**PROBLEM REQUIREMENTS**
Report each line of the entries that includes "items" by copying it.

**SOURCE MATERIAL**
== Segment start ==

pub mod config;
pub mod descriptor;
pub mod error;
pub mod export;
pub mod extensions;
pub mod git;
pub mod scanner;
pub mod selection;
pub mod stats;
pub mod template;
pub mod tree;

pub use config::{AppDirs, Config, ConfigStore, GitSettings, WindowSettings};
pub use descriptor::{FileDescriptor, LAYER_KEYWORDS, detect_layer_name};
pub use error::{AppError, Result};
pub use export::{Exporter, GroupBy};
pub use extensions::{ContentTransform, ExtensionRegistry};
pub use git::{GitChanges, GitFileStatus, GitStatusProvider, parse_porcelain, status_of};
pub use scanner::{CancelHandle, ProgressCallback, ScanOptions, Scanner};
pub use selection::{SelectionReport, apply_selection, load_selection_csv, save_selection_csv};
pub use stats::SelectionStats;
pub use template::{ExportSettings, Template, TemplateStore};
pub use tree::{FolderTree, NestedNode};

== Segment end ==
== Segment start ==

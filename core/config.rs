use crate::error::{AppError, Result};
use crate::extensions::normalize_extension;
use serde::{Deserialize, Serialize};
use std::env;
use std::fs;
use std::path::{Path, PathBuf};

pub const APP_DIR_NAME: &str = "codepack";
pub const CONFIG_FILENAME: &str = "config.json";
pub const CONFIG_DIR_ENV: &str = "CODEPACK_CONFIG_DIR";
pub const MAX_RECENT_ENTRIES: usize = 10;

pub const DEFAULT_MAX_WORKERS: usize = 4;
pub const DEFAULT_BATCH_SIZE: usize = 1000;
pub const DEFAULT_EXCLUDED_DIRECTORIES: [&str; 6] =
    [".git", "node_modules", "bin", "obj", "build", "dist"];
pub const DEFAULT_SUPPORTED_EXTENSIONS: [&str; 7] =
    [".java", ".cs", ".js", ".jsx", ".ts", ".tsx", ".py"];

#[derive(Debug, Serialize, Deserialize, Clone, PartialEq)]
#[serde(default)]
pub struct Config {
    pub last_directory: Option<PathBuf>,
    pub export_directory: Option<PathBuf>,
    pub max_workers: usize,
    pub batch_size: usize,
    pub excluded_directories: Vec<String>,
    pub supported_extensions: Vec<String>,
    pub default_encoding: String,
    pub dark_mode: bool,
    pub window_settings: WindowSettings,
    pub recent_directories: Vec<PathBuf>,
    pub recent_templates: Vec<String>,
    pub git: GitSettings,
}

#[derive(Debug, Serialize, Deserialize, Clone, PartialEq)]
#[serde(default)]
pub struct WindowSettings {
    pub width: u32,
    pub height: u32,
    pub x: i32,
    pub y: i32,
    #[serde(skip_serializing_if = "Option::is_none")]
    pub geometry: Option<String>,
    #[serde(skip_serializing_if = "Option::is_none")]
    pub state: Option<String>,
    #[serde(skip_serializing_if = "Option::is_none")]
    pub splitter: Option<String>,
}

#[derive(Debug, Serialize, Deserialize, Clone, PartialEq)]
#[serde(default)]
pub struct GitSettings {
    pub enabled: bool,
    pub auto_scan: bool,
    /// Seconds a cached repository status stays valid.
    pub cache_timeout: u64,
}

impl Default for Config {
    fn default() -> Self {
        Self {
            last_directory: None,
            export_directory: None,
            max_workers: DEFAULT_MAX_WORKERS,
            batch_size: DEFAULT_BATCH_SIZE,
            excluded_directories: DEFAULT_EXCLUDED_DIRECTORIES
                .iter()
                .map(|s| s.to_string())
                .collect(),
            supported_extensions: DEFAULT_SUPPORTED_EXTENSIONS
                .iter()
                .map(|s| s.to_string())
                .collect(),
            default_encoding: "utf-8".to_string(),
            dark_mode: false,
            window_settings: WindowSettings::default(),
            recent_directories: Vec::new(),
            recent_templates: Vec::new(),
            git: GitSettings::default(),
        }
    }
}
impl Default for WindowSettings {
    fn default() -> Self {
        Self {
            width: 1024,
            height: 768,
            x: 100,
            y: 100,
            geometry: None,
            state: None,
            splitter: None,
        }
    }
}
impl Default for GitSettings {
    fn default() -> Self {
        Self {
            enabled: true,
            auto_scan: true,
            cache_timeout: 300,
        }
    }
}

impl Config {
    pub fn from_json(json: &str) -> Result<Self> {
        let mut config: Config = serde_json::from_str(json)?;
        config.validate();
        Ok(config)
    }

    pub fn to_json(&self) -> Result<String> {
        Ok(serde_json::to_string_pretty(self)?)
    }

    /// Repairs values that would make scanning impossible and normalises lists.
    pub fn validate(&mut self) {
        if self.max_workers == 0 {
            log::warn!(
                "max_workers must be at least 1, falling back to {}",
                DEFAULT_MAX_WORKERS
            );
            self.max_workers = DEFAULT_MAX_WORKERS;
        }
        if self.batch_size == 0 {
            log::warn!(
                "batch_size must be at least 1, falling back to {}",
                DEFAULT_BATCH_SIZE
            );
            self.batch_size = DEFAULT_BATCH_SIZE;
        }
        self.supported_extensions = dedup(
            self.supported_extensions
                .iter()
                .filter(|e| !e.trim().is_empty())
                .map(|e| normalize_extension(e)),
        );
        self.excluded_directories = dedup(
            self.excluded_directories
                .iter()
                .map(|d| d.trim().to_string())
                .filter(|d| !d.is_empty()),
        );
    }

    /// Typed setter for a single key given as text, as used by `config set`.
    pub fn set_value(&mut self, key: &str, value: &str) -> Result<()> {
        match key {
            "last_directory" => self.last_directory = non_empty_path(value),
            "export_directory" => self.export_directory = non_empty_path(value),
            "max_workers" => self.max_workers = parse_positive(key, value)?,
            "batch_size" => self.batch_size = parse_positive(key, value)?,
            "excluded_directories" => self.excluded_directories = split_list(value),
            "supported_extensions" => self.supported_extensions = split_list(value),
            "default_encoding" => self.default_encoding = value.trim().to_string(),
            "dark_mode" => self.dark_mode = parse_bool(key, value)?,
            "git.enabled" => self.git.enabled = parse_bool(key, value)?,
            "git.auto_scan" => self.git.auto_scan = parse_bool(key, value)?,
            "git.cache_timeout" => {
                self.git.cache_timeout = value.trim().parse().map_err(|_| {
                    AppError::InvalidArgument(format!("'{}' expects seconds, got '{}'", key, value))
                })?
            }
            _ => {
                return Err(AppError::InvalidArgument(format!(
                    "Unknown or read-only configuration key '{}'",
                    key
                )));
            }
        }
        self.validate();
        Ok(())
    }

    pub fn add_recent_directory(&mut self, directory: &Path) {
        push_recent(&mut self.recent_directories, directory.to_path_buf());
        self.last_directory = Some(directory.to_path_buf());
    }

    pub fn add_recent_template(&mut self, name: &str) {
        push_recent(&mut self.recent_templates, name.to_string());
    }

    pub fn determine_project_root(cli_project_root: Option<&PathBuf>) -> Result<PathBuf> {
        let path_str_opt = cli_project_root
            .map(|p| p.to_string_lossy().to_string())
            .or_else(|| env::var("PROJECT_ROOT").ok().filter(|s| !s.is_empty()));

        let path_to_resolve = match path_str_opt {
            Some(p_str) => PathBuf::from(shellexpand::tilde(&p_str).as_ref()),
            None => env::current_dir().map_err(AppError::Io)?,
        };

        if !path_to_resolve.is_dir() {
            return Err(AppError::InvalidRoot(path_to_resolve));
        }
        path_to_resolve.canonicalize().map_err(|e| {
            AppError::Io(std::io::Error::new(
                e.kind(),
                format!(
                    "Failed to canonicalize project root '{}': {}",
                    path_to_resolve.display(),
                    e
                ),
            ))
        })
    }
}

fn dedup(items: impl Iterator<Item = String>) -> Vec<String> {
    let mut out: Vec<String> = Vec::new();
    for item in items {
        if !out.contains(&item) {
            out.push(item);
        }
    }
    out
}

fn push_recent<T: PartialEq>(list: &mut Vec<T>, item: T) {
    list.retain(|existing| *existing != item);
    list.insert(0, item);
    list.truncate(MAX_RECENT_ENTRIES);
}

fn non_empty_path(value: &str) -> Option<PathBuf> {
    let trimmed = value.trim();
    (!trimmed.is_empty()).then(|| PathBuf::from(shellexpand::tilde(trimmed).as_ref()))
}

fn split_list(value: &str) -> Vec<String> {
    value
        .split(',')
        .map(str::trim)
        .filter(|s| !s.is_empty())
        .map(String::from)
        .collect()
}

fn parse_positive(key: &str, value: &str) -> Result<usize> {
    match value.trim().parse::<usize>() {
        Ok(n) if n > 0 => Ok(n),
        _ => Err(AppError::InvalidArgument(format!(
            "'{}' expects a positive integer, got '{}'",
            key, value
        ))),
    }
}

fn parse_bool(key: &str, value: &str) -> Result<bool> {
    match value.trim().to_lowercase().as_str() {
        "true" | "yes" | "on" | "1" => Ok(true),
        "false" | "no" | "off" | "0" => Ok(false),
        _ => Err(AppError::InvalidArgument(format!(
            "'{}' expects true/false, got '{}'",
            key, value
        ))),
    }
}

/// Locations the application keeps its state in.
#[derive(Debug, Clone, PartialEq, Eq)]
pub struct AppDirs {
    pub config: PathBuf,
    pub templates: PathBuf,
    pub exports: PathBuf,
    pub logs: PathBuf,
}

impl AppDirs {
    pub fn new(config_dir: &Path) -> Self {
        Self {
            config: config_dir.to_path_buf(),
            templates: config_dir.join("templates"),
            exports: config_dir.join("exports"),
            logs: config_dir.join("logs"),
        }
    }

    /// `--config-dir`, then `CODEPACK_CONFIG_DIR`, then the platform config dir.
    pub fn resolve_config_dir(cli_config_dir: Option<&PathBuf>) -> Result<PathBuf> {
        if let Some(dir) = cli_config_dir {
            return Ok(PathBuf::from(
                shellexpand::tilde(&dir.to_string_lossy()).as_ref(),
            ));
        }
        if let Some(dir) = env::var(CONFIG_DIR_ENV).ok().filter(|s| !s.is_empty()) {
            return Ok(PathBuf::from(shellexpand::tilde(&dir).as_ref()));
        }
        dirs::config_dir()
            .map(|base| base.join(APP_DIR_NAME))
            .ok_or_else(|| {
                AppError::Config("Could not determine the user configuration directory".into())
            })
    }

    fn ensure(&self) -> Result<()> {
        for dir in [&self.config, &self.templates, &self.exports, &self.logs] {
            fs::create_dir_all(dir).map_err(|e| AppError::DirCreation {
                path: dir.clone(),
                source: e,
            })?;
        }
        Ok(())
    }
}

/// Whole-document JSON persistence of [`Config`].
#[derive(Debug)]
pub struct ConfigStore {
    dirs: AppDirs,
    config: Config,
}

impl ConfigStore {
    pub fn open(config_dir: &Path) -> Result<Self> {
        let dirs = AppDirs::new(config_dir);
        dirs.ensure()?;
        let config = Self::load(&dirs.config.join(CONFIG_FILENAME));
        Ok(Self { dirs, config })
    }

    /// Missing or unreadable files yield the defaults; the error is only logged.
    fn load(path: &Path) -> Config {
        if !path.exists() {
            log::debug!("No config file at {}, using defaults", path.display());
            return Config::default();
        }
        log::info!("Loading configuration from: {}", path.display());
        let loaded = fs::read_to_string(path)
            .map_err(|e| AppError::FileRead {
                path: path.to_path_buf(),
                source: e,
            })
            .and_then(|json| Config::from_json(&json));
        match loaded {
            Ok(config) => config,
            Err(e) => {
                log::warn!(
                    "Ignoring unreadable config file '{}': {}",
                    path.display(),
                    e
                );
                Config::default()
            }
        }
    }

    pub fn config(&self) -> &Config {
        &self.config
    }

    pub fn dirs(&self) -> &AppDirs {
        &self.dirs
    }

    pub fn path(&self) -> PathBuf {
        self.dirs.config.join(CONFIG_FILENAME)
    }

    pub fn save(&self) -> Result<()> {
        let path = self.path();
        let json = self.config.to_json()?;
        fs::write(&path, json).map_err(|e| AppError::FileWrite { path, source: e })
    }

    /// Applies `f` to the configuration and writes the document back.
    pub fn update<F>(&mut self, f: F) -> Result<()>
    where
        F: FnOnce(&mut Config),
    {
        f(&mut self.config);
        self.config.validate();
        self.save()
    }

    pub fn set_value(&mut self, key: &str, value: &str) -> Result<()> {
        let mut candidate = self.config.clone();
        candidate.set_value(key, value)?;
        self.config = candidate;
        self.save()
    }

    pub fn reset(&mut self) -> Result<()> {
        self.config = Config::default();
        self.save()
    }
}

== Segment end ==

**TASK SOLUTION**
fn dedup(items: impl Iterator<Item = String>) -> Vec<String> {
    for item in items {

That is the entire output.